Michigan state government’s arrogant, callous indifference to both the plight of the people of Flint and the weight of outraged public opinion is explained quite simply by the fact that some officials regard black Michigan as their own little Africa. With the mentality of colonizers, they created and wielded the mighty weapon of Michigan’s emergency manager law, and they set out to dominate and exploit predominantly black cities with breathtaking indifference to the rights and the welfare of those who live there. Michigan’s emergency manager law gives the governor the power to place all authority of a mayor and city council in the hands of a single unelected individual, supposedly for the purpose of rescuing the municipality from financial distress.

The “rescue” of Flint apparently involved the poisoning of its water supply.
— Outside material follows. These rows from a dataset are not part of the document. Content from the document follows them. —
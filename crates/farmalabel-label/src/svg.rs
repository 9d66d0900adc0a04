//! On-screen preview adapter: renders the layout sequence as a standalone
//! SVG document.
//!
//! A pure function of product + config + order; callers re-render on every
//! change instead of caching. The label box clips its content, so text that
//! overflows the configured geometry is truncated visually, never at the
//! data layer.

use farmalabel_core::{LabelConfig, Product};

use crate::geometry::{LabelGeometry, PADDING_PX};
use crate::layout::{layout, FieldOrder, LabelField};

/// Renders the preview SVG for a product under a config and field order.
#[must_use]
pub fn render_svg(product: &Product, config: &LabelConfig, order: &FieldOrder) -> String {
    let geometry = LabelGeometry::of(config);
    let (w, h) = (geometry.width_px, geometry.height_px);
    let font_size = config.font_size;
    let pitch = font_size + 4;

    let mut s = String::new();
    s.push_str(&format!(
        "<svg xmlns=\"http://www.w3.org/2000/svg\" width=\"{w}\" height=\"{h}\" \
         viewBox=\"0 0 {w} {h}\" font-family=\"Arial, Roboto, sans-serif\">\n"
    ));
    s.push_str(&format!(
        "<clipPath id=\"label-box\"><rect x=\"0\" y=\"0\" width=\"{w}\" height=\"{h}\"/></clipPath>\n"
    ));
    s.push_str(&format!(
        "<rect x=\"0\" y=\"0\" width=\"{w}\" height=\"{h}\" fill=\"{}\"/>\n",
        svg_escape(&config.background_color)
    ));
    s.push_str(&format!(
        "<g clip-path=\"url(#label-box)\" fill=\"{}\" text-anchor=\"middle\">\n",
        svg_escape(&config.text_color)
    ));

    let mut y = PADDING_PX + font_size;
    for line in layout(product, config, order) {
        // The product name and the price are emphasized; the price is also
        // enlarged so it reads from a distance.
        let (size, weight) = match line.field {
            LabelField::ProductName => (font_size, " font-weight=\"600\""),
            LabelField::Price => ((font_size + 4).max(14), " font-weight=\"700\""),
            _ => (font_size, ""),
        };
        s.push_str(&format!(
            "<text x=\"{}\" y=\"{y}\" font-size=\"{size}\"{weight}>{}</text>\n",
            w / 2,
            svg_escape(&line.text)
        ));
        y += pitch;
    }

    s.push_str("</g>\n</svg>\n");
    s
}

/// Escapes text for SVG element and attribute content.
fn svg_escape(text: &str) -> String {
    text.replace('&', "&amp;")
        .replace('<', "&lt;")
        .replace('>', "&gt;")
        .replace('"', "&quot;")
}
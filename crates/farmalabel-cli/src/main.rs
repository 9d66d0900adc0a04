//! Command-line shell for the farmalabel workspace.
//!
//! Wires the pure import/label crates and the API client together: the core
//! never performs I/O, so every file read, network call, and file write
//! lives here.

mod import;
mod query;
mod render;

use clap::{Parser, Subcommand};
use tracing_subscriber::EnvFilter;

#[derive(Debug, Parser)]
#[command(name = "farmalabel")]
#[command(about = "Pharmacy label printing toolkit")]
struct Cli {
    #[command(subcommand)]
    command: Commands,
}

#[derive(Debug, Subcommand)]
enum Commands {
    /// Parse the legacy exports, reconcile offers and mesón data, and write
    /// the merged product list as JSON
    Import(import::ImportArgs),
    /// Query the remote service by exact code or free text
    Search(query::SearchArgs),
    /// Enrich an Excel search hit with POS pricing
    Enrich {
        /// Merchant SKU to enrich
        #[arg(long)]
        sku: String,
    },
    /// Upload a mesón spreadsheet to the service
    UploadExcel {
        /// Spreadsheet file to upload
        #[arg(long)]
        file: std::path::PathBuf,
        /// User name recorded in the server-side audit log
        #[arg(long)]
        user: String,
    },
    /// Render a label from a merged product file (SVG preview, print PDF,
    /// or PNG export)
    Render(render::RenderArgs),
}

#[tokio::main]
async fn main() -> anyhow::Result<()> {
    let config = farmalabel_core::load_app_config()?;
    tracing_subscriber::fmt()
        .with_env_filter(
            EnvFilter::try_from_default_env()
                .unwrap_or_else(|_| EnvFilter::new(config.log_level.clone())),
        )
        .init();

    let cli = Cli::parse();
    match cli.command {
        Commands::Import(args) => import::run(&args),
        Commands::Search(args) => query::search(&config, &args).await,
        Commands::Enrich { sku } => query::enrich(&config, &sku).await,
        Commands::UploadExcel { file, user } => query::upload_excel(&config, &file, &user).await,
        Commands::Render(args) => render::run(&config, &args),
    }
}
If you ask them, those responsible for the crisis in Flint and other problems resulting from emergency management elsewhere will deny categorically that their actions have anything to do with racial domination. In their minds, it has been about efficient, economical rehabilitation of a state to lay the groundwork for profitable enterprise. But underlying all of that is an implicit—but distinct—embrace of the idea that people of color are inferior, incompetent, disposable and endowed with a superhuman capacity to endure neglect and even imposed misery. In some cases, black people are regarded as being so worthless that they must simply be purged.

Colonial thinking is an ugly thing. Marcus Clarke, a 19th-Century British literary figure, in speaking of the Maori (New Zealand’s indigenous people) said: “…having got the land, established ourselves there and built churches and public houses and so on, we would be fools not to use our best endeavors to keep [it]. To do this in peace, the Maoris must be exterminated…To make treaties and talk bunkum is perfectly useless; they must be stamped out and utterly annihilated…”

In Michigan, it becomes increasingly clear that “having got the land” and established control over black Michigan, some state officials have regarded as only so much “bunkum” the idea of respecting the political will and the lives of those who live in predominantly black cities.

The lack of respect is clear because when the people became fed up with the emergency manager law, and after they fought hard battles to have a referendum placed on the ballot and then went to the polls in large numbers to have the law repealed, reactionary forces enacted a new, almost identical emergency manager law with an appropriations provision. In Michigan, a law with an appropriations provision is immune to referendum. The will of the people be damned. Michigan colonizers persuaded themselves and others that black people are incapable of governing themselves, even if emergency managers make things worse. And if the children must drink poison water in Flint in order to save a few dollars, they say let them drink it, because black lives really don’t matter.

None of this is surprising to generations of populations of color in underdeveloped countries and the indigenous nations of the Americas. Africa in particular knows this mentality well. As 1884 drew to a close, leaders of various western European countries, weary of squabbling with each other over who had rights to exploit the natural resources of Africa, gathered in Berlin and huddled around a map of what they called “the dark continent.” They carved Africa’s territory into puzzle pieces that they parceled out for colonization. No Africans were either present or consulted during this process, and for almost a century thereafter, Africa was subjected to wholesale theft and exploitation of its natural wealth and the brutalization and subjugation of its people.

Those who habitually insist that race has no significant impact on life in America will continue to deny the racial reality in Flint. Not so for the generations of people of color who have been witness to the destructive consequences of power in the hands of those hell-bent on dominating and exploiting them. For them, it is yet another sad but familiar chapter in a global, colonial, racial experience.